### REQUIRED WORK
How many lines in the records below contain the word "Deserialize"? Answer with the number and nothing else.

### EXTRACTED RECORDS
━━━━━━━━━━━━━━━━━━━━

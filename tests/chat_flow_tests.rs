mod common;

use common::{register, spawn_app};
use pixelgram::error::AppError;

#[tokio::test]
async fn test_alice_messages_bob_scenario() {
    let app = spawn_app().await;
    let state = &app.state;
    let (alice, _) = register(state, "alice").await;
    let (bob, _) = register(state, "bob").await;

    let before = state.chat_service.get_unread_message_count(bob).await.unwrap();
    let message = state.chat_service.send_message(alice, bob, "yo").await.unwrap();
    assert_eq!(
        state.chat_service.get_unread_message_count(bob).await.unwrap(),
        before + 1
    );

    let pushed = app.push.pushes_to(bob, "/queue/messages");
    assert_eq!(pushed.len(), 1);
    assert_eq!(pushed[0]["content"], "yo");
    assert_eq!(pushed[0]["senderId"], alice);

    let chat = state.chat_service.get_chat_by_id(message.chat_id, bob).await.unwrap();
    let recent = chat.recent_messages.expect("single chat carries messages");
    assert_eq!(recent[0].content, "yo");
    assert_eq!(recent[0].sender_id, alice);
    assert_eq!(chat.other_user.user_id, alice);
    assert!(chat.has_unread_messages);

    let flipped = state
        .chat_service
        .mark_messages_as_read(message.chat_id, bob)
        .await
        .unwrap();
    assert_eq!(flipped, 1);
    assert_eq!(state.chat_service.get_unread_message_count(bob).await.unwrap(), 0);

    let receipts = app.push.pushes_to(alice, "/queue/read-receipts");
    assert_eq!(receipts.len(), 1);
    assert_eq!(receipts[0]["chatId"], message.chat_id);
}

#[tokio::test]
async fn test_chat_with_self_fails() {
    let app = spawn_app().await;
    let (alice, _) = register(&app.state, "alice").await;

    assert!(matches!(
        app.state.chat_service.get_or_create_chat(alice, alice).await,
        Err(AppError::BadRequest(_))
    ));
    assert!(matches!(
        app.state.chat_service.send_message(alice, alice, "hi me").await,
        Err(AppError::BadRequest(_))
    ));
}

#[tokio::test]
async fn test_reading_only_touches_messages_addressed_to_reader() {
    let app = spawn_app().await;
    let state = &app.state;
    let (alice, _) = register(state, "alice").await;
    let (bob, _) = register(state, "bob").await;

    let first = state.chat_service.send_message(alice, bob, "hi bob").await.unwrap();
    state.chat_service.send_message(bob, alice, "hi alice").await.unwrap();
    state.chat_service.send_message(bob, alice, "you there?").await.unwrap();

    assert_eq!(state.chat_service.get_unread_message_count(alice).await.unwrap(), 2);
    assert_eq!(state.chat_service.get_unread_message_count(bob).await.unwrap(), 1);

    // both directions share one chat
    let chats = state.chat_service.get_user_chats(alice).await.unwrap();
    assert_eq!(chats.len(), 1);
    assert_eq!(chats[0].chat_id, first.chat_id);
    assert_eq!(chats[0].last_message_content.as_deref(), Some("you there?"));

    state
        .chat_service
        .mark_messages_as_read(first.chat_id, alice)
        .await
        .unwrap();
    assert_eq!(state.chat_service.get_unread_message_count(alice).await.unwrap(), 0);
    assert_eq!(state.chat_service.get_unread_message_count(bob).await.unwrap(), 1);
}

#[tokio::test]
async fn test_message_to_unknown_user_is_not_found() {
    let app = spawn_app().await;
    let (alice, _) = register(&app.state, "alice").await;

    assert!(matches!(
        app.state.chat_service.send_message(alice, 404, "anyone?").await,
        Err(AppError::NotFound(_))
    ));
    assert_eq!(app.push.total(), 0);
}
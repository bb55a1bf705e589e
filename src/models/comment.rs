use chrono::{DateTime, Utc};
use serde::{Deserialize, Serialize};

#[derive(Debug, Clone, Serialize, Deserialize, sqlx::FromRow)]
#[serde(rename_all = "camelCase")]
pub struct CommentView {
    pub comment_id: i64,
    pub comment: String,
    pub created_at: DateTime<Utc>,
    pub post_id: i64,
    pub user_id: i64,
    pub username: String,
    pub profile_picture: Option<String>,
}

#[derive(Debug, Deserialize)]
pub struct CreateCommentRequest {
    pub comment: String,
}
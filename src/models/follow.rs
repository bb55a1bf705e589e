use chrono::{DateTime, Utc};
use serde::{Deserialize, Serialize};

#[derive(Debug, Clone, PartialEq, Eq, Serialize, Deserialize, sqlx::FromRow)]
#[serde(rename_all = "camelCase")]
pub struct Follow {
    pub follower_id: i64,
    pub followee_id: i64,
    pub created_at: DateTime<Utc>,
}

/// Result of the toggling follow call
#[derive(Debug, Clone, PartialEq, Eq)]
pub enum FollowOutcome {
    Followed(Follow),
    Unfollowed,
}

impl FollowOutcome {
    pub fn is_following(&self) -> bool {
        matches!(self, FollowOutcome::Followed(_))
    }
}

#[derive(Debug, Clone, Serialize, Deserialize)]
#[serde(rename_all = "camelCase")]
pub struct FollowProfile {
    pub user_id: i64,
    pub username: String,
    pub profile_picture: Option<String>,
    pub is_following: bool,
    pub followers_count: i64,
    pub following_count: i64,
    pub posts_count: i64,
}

━━━━━━━━━━━━━━━━━━━━

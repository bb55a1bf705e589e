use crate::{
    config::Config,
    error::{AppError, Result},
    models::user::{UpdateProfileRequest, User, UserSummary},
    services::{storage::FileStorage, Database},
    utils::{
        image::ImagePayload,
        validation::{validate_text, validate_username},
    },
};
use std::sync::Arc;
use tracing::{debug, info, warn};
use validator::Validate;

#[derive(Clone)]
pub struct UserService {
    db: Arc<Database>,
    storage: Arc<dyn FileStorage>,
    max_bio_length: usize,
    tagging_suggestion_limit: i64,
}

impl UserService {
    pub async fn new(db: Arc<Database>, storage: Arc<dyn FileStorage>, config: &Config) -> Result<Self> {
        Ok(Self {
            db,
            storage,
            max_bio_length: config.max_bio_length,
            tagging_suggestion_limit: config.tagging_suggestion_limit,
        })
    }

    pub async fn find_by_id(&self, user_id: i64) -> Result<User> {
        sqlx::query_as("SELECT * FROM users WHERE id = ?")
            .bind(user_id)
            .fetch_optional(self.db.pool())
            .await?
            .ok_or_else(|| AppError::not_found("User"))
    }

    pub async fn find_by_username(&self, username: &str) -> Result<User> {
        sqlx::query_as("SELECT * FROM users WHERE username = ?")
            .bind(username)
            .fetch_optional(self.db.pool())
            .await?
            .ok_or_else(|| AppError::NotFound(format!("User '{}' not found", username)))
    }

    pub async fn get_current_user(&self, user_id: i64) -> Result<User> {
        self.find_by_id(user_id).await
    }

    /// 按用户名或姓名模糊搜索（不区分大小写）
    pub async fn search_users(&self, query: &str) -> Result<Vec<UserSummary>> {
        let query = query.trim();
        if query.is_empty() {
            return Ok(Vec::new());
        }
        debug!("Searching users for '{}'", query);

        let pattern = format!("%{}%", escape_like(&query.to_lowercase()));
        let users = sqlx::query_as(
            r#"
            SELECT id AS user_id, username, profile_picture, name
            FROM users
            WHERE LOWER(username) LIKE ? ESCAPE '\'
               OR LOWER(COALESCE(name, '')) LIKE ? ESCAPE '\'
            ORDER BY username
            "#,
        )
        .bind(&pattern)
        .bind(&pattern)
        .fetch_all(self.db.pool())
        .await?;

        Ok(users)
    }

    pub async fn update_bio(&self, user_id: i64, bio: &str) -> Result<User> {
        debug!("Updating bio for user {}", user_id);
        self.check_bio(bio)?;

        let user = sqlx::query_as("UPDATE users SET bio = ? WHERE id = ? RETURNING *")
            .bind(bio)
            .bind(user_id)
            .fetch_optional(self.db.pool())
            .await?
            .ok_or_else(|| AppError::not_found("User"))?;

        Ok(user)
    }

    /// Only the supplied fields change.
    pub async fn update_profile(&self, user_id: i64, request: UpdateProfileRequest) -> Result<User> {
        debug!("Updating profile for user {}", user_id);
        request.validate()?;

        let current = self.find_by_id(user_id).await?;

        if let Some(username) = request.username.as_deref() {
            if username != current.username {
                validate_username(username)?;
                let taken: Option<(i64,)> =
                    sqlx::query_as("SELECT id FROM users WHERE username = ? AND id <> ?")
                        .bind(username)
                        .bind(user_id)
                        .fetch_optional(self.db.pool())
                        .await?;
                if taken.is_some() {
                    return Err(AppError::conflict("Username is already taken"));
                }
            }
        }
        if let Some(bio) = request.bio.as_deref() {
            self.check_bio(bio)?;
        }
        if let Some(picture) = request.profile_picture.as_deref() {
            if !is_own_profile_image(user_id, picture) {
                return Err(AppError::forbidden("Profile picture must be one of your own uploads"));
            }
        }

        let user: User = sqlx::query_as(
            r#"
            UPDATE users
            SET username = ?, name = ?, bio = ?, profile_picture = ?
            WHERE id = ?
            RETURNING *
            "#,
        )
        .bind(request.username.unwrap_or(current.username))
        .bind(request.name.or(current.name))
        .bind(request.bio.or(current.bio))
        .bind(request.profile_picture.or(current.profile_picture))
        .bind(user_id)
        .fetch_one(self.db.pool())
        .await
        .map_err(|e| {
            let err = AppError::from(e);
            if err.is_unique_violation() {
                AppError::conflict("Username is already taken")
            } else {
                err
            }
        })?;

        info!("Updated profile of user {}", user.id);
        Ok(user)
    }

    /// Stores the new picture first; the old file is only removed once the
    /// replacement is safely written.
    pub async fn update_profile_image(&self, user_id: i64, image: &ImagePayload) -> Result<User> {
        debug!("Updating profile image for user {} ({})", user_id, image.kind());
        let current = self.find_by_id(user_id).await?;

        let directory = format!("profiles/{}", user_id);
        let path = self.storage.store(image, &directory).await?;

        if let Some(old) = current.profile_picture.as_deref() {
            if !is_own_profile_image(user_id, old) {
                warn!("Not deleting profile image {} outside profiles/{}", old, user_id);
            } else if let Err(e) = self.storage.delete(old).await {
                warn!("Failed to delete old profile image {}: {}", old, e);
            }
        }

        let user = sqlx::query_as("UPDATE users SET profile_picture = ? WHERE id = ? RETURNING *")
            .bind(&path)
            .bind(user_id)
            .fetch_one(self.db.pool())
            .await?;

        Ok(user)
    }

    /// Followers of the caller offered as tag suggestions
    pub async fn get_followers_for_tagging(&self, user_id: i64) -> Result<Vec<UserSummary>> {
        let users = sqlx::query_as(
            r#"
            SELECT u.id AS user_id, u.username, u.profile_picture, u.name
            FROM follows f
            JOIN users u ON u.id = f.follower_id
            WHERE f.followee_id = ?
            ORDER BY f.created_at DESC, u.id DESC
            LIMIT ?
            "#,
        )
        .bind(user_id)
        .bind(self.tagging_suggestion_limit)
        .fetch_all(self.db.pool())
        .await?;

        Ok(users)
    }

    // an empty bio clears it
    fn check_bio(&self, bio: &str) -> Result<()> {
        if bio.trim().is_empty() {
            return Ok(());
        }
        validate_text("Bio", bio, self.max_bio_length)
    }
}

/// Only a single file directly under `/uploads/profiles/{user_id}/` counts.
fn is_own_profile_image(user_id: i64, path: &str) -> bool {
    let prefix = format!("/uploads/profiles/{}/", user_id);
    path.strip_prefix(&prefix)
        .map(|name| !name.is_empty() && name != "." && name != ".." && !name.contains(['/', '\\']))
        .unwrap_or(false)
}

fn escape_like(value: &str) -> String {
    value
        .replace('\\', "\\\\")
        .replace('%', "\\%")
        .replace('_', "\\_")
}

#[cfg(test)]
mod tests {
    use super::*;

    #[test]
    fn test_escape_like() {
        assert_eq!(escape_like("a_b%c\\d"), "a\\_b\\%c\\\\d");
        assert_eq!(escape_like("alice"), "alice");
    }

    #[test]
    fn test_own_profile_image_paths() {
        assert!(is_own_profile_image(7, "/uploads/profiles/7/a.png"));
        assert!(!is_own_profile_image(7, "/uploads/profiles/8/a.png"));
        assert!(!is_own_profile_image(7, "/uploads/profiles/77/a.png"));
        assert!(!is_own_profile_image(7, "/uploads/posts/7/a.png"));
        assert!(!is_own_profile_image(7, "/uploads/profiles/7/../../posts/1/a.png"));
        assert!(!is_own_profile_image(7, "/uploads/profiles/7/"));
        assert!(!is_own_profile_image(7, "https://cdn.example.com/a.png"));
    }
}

━━━━━━━━━━━━━━━━━━━━

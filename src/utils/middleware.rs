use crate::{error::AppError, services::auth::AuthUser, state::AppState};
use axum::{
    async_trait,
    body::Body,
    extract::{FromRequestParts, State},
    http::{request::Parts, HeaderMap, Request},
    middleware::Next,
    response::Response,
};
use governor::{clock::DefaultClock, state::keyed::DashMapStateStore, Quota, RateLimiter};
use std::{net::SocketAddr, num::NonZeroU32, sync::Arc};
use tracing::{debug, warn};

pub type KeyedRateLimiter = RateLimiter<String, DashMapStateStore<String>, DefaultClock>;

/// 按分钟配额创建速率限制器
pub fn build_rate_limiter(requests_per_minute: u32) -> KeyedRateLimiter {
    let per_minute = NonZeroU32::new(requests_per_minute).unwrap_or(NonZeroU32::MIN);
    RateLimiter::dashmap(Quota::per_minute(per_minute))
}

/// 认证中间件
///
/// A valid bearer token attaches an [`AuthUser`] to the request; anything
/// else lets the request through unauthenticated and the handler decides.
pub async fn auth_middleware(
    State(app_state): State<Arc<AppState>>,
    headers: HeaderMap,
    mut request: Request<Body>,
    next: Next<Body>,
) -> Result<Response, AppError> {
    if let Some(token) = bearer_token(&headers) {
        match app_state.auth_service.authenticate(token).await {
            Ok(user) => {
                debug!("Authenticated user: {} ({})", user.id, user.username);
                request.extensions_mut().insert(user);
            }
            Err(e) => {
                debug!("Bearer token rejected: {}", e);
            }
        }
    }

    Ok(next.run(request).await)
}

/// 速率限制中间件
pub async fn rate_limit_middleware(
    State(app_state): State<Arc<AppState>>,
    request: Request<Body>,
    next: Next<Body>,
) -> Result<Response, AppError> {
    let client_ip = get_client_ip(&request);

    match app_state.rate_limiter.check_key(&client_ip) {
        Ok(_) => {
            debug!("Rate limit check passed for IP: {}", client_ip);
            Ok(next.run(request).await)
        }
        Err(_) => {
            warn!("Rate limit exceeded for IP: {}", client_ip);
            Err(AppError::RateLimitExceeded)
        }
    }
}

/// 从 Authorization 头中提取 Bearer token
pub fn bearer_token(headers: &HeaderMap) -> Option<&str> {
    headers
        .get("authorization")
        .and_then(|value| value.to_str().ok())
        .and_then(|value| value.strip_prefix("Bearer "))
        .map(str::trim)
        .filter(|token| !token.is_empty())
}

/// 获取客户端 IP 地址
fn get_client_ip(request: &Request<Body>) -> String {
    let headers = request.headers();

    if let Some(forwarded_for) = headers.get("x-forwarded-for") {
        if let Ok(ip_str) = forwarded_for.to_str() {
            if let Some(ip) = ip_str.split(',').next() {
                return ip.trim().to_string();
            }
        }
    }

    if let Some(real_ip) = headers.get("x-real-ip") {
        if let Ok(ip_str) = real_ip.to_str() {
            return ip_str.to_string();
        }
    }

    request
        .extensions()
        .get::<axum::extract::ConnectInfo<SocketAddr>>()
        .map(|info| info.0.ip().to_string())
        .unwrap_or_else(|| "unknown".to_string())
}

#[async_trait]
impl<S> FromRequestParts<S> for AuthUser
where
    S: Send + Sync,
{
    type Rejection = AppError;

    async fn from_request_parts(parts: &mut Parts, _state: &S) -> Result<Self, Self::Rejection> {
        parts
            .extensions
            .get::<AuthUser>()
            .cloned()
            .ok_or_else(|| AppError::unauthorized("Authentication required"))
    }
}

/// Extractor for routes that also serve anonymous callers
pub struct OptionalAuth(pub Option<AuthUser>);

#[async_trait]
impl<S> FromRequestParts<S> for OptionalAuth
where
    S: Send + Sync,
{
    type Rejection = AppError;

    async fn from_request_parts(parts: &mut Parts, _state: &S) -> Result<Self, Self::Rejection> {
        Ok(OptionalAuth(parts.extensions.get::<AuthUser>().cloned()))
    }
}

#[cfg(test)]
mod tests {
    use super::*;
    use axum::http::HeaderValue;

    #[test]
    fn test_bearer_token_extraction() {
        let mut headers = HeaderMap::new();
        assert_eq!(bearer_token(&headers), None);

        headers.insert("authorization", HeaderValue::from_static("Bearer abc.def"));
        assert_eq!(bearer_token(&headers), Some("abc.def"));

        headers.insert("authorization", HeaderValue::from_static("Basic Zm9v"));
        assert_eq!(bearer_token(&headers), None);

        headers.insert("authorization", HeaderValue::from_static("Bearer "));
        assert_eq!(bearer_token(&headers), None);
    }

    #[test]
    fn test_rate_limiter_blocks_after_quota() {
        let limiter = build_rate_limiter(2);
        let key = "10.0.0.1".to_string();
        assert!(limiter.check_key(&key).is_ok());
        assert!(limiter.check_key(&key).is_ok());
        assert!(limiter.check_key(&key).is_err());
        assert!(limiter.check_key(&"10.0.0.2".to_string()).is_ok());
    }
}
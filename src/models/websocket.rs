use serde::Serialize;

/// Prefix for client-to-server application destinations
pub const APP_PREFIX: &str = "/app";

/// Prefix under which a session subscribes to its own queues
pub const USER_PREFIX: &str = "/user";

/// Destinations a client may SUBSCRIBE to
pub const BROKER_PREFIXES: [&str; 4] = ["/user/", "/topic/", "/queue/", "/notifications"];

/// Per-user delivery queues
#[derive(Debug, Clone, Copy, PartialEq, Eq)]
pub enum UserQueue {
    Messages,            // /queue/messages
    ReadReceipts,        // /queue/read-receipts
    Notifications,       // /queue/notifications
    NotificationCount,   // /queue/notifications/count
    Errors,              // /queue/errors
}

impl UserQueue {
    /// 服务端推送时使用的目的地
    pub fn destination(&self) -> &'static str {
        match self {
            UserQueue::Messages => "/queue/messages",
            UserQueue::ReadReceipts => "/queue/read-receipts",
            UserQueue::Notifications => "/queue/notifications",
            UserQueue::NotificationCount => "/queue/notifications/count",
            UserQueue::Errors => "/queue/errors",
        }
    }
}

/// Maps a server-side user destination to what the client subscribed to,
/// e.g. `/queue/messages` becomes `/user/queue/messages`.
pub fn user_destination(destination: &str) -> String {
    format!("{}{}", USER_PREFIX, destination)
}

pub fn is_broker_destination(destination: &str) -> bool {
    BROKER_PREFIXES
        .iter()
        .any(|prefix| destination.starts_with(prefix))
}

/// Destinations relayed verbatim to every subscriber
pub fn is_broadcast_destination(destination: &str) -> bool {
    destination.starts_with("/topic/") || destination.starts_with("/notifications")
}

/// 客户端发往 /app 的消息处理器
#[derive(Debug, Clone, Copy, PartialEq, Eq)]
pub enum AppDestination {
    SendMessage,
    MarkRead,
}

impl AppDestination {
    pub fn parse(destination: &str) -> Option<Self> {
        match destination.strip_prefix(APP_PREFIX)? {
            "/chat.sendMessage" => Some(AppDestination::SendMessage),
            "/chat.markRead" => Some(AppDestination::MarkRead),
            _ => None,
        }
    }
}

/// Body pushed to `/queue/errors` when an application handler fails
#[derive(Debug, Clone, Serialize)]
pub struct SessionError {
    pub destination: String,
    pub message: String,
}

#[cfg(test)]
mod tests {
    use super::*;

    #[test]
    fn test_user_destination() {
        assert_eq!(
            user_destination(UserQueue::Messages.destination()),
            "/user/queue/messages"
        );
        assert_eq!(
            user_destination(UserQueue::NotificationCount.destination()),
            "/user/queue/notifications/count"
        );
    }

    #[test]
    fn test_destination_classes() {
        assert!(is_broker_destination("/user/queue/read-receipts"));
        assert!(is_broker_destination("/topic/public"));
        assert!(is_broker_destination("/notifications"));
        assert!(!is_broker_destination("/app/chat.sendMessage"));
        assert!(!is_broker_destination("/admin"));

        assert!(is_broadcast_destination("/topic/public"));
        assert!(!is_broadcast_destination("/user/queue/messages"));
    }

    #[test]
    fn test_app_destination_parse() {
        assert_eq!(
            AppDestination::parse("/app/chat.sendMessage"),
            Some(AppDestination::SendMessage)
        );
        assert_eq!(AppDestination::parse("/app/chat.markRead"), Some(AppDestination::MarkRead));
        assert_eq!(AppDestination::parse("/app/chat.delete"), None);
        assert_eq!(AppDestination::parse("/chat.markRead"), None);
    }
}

━━━━━━━━━━━━━━━━━━━━

### ANSWER TO THIS TASK
6